TL;DR: In this article, a discrete-variable version of Shannon's entropy power inequality (EPI) is proposed, which assumes a role analogous to Shannon's EPI in capacity proofs for Gaussian bosonic channels.

Quantum ghost imaging through turbulence

TL;DR: In this paper, the authors proposed an InPho-based approach to solve the problem of in-Pho in-flight communication for the Defense Advanced Research Projects Agency (DARPA DSO-InPho Grant No. W911NF-10-1-0404.
Proceedings ArticleDOI

Optimal individual attack on BB84 quantum key distribution using single-photon two-qubit quantum logic

TL;DR: In this paper, the authors proposed the use of single-photon two-qubit quantum logic to physically simulate the optimal individual attack on Bennett-Brassard 1984 quantum key distribution protocol.
Proceedings ArticleDOI

Photon information efficient communication through atmospheric turbulence

TL;DR: The National Science Foundation (U.S.).
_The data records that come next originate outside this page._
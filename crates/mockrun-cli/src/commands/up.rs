use super::{Session, EXIT_SUCCESS};
use crate::UpArgs;
use crossbeam_channel::RecvTimeoutError;
use mockrun_core::{install_signal_handler, shutdown_requested, Completion, PullPolicy, StartOptions};
use mockrun_runtime::format_missing;
use std::time::Duration;
use tracing::{debug, warn};

const POLL: Duration = Duration::from_millis(250);
/// Bound on waiting for the engine to report termination after a stop.
const STOP_WAIT: Duration = Duration::from_secs(30);

fn parse_env(entries: &[String]) -> Result<Vec<(String, String)>, String> {
    entries
        .iter()
        .map(|entry| match entry.split_once('=') {
            Some((key, value)) if !key.is_empty() => Ok((key.to_owned(), value.to_owned())),
            _ => Err(format!("invalid environment entry '{entry}', expected KEY=VALUE")),
        })
        .collect()
}

fn start_options(args: &UpArgs, version: String) -> Result<StartOptions, String> {
    let pull_policy = args
        .pull_policy
        .parse::<PullPolicy>()
        .map_err(|e| e.to_string())?;
    Ok(StartOptions {
        port: args.port,
        version,
        pull_policy,
        debug: args.debug,
        replace_running: args.replace,
        deduplicate: args.deduplicate.clone(),
        enable_plugins: args.enable_plugins,
        enable_file_cache: args.enable_file_cache,
        dir_mounts: args.mounts.clone(),
        log_level: args.log_level.clone(),
        environment: parse_env(&args.env)?,
    })
}

pub fn run(session: &Session, args: &UpArgs) -> Result<u8, String> {
    let kind = session.kind(args.engine_type.as_deref())?;
    if !args.config_dir.is_dir() {
        return Err(format!(
            "config error: config dir {} does not exist",
            args.config_dir.display()
        ));
    }

    if std::env::var("MOCKRUN_SKIP_PREREQS").as_deref() != Ok("1") {
        let catalog = session.registry.catalog(kind).map_err(|e| e.to_string())?;
        let missing = catalog.check_prereqs();
        if !missing.is_empty() {
            return Err(format_missing(&missing));
        }
    }

    let version = session.version(kind, args.version.as_deref())?;
    let options = start_options(args, version)?;
    let port = options.port;
    let mut engine = session.engine(kind, &args.config_dir, options)?;

    let interrupted = install_signal_handler(Some(engine.shutdown_handle()));
    let completion = Completion::new();
    completion.add(1);
    let ready = engine.start(&completion).map_err(|e| e.to_string())?;

    if ready {
        println!("mock engine up and running at http://localhost:{port}");
        loop {
            match interrupted.recv_timeout(POLL) {
                Ok(()) | Err(RecvTimeoutError::Disconnected) => break,
                Err(RecvTimeoutError::Timeout) => {}
            }
            if completion.pending() == 0 {
                warn!("mock engine exited");
                return Ok(EXIT_SUCCESS);
            }
        }
    } else if !shutdown_requested() && completion.pending() > 0 {
        warn!("mock engine did not become ready on port {port}");
    }

    debug!("stopping {kind} engine");
    engine
        .stop_immediately(&completion)
        .map_err(|e| e.to_string())?;
    if !completion.wait_timeout(STOP_WAIT) {
        warn!("timed out waiting for the mock engine to stop");
    }

    if ready || shutdown_requested() {
        Ok(EXIT_SUCCESS)
    } else {
        Err(format!(
            "failed to launch mock engine: not ready on port {port}"
        ))
    }
}

#[cfg(test)]
mod tests {
    use super::*;
    use clap::Parser;

    #[derive(Parser)]
    struct Harness {
        #[command(flatten)]
        up: UpArgs,
    }

    fn args(extra: &[&str]) -> UpArgs {
        let mut argv = vec!["up"];
        argv.extend_from_slice(extra);
        Harness::parse_from(argv).up
    }

    #[test]
    fn env_entries_split_on_first_equals() {
        assert_eq!(
            parse_env(&["A=1".to_owned(), "B=x=y".to_owned()]).unwrap(),
            vec![
                ("A".to_owned(), "1".to_owned()),
                ("B".to_owned(), "x=y".to_owned())
            ]
        );
        assert!(parse_env(&["=1".to_owned()]).is_err());
        assert!(parse_env(&["NOVALUE".to_owned()]).is_err());
    }

    #[test]
    fn options_from_flags() {
        let up = args(&[
            "--pull-policy",
            "always",
            "--debug",
            "--enable-plugins",
            "--log-level",
            "DEBUG",
        ]);
        let options = start_options(&up, "4.2.0".to_owned()).unwrap();
        assert_eq!(options.pull_policy, PullPolicy::Always);
        assert!(options.debug);
        assert!(options.enable_plugins);
        assert_eq!(options.log_level.as_deref(), Some("DEBUG"));
        assert_eq!(options.version, "4.2.0");
        assert_eq!(options.port, mockrun_core::DEFAULT_PORT);
    }

    #[test]
    fn invalid_pull_policy_is_rejected() {
        let up = args(&["--pull-policy", "sometimes"]);
        let err = start_options(&up, "4.2.0".to_owned()).unwrap_err();
        assert!(err.starts_with("invalid pull policy"), "{err}");
    }
}
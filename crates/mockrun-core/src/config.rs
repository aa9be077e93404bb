use crate::{BackendKind, CoreError};
use serde::{Deserialize, Serialize};
use std::path::{Path, PathBuf};
use tracing::debug;

pub const ENV_CONFIG: &str = "MOCKRUN_CONFIG";
pub const ENV_HOME: &str = "MOCKRUN_HOME";
pub const ENV_ENGINE: &str = "MOCKRUN_ENGINE";
pub const ENV_VERSION: &str = "MOCKRUN_VERSION";
pub const ENV_REGISTRY: &str = "MOCKRUN_REGISTRY";
pub const ENV_DOCKER_BIN: &str = "MOCKRUN_DOCKER_BIN";

#[derive(Debug, Clone, Default, PartialEq, Eq, Serialize, Deserialize)]
#[serde(default)]
pub struct DockerConfig {
    pub binary: Option<String>,
    pub container_user: Option<String>,
    /// Appended to the config dir bind, e.g. `:z`.
    pub bind_flags: Option<String>,
    /// Image registry prefix, e.g. `registry.example.com/`.
    pub registry: Option<String>,
}

#[derive(Debug, Clone, Default, PartialEq, Eq, Serialize, Deserialize)]
#[serde(default)]
pub struct JvmConfig {
    pub jar_file: Option<PathBuf>,
    pub distro_dir: Option<PathBuf>,
    pub bin_cache: Option<PathBuf>,
    pub java_home: Option<PathBuf>,
}

/// Settings shared by the artifact-backed engines (native, serverless).
#[derive(Debug, Clone, Default, PartialEq, Eq, Serialize, Deserialize)]
#[serde(default)]
pub struct BinaryConfig {
    pub binary: Option<PathBuf>,
    pub bin_cache: Option<PathBuf>,
}

#[derive(Debug, Clone, Default, PartialEq, Eq, Serialize, Deserialize)]
#[serde(default)]
pub struct PrefsConfig {
    pub dir: Option<PathBuf>,
}

/// User configuration, read from `~/.mockrun/config.toml`.
#[derive(Debug, Clone, Default, PartialEq, Eq, Serialize, Deserialize)]
#[serde(default)]
pub struct CliConfig {
    pub engine: Option<String>,
    pub version: Option<String>,
    pub docker: DockerConfig,
    pub jvm: JvmConfig,
    pub native: BinaryConfig,
    pub lambda: BinaryConfig,
    pub prefs: PrefsConfig,
    /// Root for caches and prefs. Not read from the file.
    #[serde(skip)]
    pub home: PathBuf,
}

/// `$MOCKRUN_HOME`, else `~/.mockrun`.
pub fn mockrun_home() -> PathBuf {
    if let Some(dir) = std::env::var_os(ENV_HOME).filter(|v| !v.is_empty()) {
        return PathBuf::from(dir);
    }
    match std::env::var_os("HOME") {
        Some(home) => PathBuf::from(home).join(".mockrun"),
        None => std::env::temp_dir().join("mockrun"),
    }
}

fn non_empty(value: Option<String>) -> Option<String> {
    value.map(|v| v.trim().to_owned()).filter(|v| !v.is_empty())
}

impl CliConfig {
    /// Load from `$MOCKRUN_CONFIG` or `<home>/config.toml`; a missing file
    /// yields defaults.
    pub fn load_default() -> Result<Self, CoreError> {
        let home = mockrun_home();
        let path = std::env::var_os(ENV_CONFIG)
            .filter(|v| !v.is_empty())
            .map_or_else(|| home.join("config.toml"), PathBuf::from);
        let mut config = if path.exists() {
            Self::load(&path)?
        } else {
            debug!("no config at {}, using defaults", path.display());
            Self::default()
        };
        config.home = home;
        Ok(config)
    }

    pub fn load(path: &Path) -> Result<Self, CoreError> {
        let content = std::fs::read_to_string(path)?;
        let mut config: CliConfig = toml::from_str(&content)
            .map_err(|e| CoreError::Config(format!("invalid config {}: {e}", path.display())))?;
        config.home = mockrun_home();
        Ok(config)
    }

    /// Defaults rooted at `home`; used by tests and embedders.
    pub fn with_home(home: &Path) -> Self {
        Self {
            home: home.to_path_buf(),
            ..Self::default()
        }
    }

    pub fn prefs_dir(&self) -> PathBuf {
        self.prefs.dir.clone().unwrap_or_else(|| self.home.clone())
    }

    /// Cache directory for downloaded artifacts of `kind`.
    pub fn engine_cache_dir(&self, kind: BackendKind) -> PathBuf {
        let configured = match kind {
            BackendKind::Jvm | BackendKind::JvmDistro => self.jvm.bin_cache.clone(),
            BackendKind::Golang => self.native.bin_cache.clone(),
            BackendKind::AwsLambda => self.lambda.bin_cache.clone(),
            _ => None,
        };
        configured.unwrap_or_else(|| self.home.join("engines")).join(kind.as_str())
    }

    pub fn plugin_dir(&self, version: &str) -> PathBuf {
        self.home.join("plugins").join(version)
    }

    pub fn file_cache_dir(&self) -> PathBuf {
        self.home.join("cache")
    }

    pub fn docker_binary(&self) -> String {
        non_empty(std::env::var(ENV_DOCKER_BIN).ok())
            .or_else(|| non_empty(self.docker.binary.clone()))
            .unwrap_or_else(|| "docker".to_owned())
    }

    pub fn docker_registry(&self) -> String {
        non_empty(std::env::var(ENV_REGISTRY).ok())
            .or_else(|| non_empty(self.docker.registry.clone()))
            .unwrap_or_default()
    }

    /// Engine kind from flag, then `$MOCKRUN_ENGINE`, then config, else docker.
    pub fn resolve_configured_kind(&self, flag: Option<&str>) -> Result<BackendKind, CoreError> {
        self.resolve_kind_from(flag, std::env::var(ENV_ENGINE).ok())
    }

    pub fn resolve_kind_from(
        &self,
        flag: Option<&str>,
        env: Option<String>,
    ) -> Result<BackendKind, CoreError> {
        match non_empty(flag.map(str::to_owned))
            .or_else(|| non_empty(env))
            .or_else(|| non_empty(self.engine.clone()))
        {
            Some(name) => name.parse(),
            None => Ok(BackendKind::Docker),
        }
    }

    /// Version from flag, then `$MOCKRUN_VERSION`, then config, else `latest`.
    pub fn resolve_configured_version(&self, flag: Option<&str>) -> String {
        self.resolve_version_from(flag, std::env::var(ENV_VERSION).ok())
    }

    pub fn resolve_version_from(&self, flag: Option<&str>, env: Option<String>) -> String {
        non_empty(flag.map(str::to_owned))
            .or_else(|| non_empty(env))
            .or_else(|| non_empty(self.version.clone()))
            .unwrap_or_else(|| mockrun_library::LATEST.to_owned())
    }
}
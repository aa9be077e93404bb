use super::EXIT_SUCCESS;
use clap::CommandFactory;
use clap_complete::Shell;

#[allow(clippy::unnecessary_wraps)]
pub fn run<C: CommandFactory>(shell: Shell) -> Result<u8, String> {
    clap_complete::generate(shell, &mut C::command(), "mockrun", &mut std::io::stdout());
    Ok(EXIT_SUCCESS)
}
Integrative Graduate Education and Research Traineeship (Interdisciplinary Quantum Information Science and Engineering) as mentioned in this paper, which is a trainee program for interdisciplinary quantum information science and engineering.
Posted Content

Comment on "Turbulence-free ghost imaging" [Appl. Phys. Lett. 98, 111115 (2011)]

TL;DR: In this article, it was shown that lensless pseudothermal ghost imaging is not immune to spatial resolution loss from the presence of atmospheric turbulence along the propagation paths, and it was also shown that the resolution loss can be compensated by using a lensless pseudo-heuristics.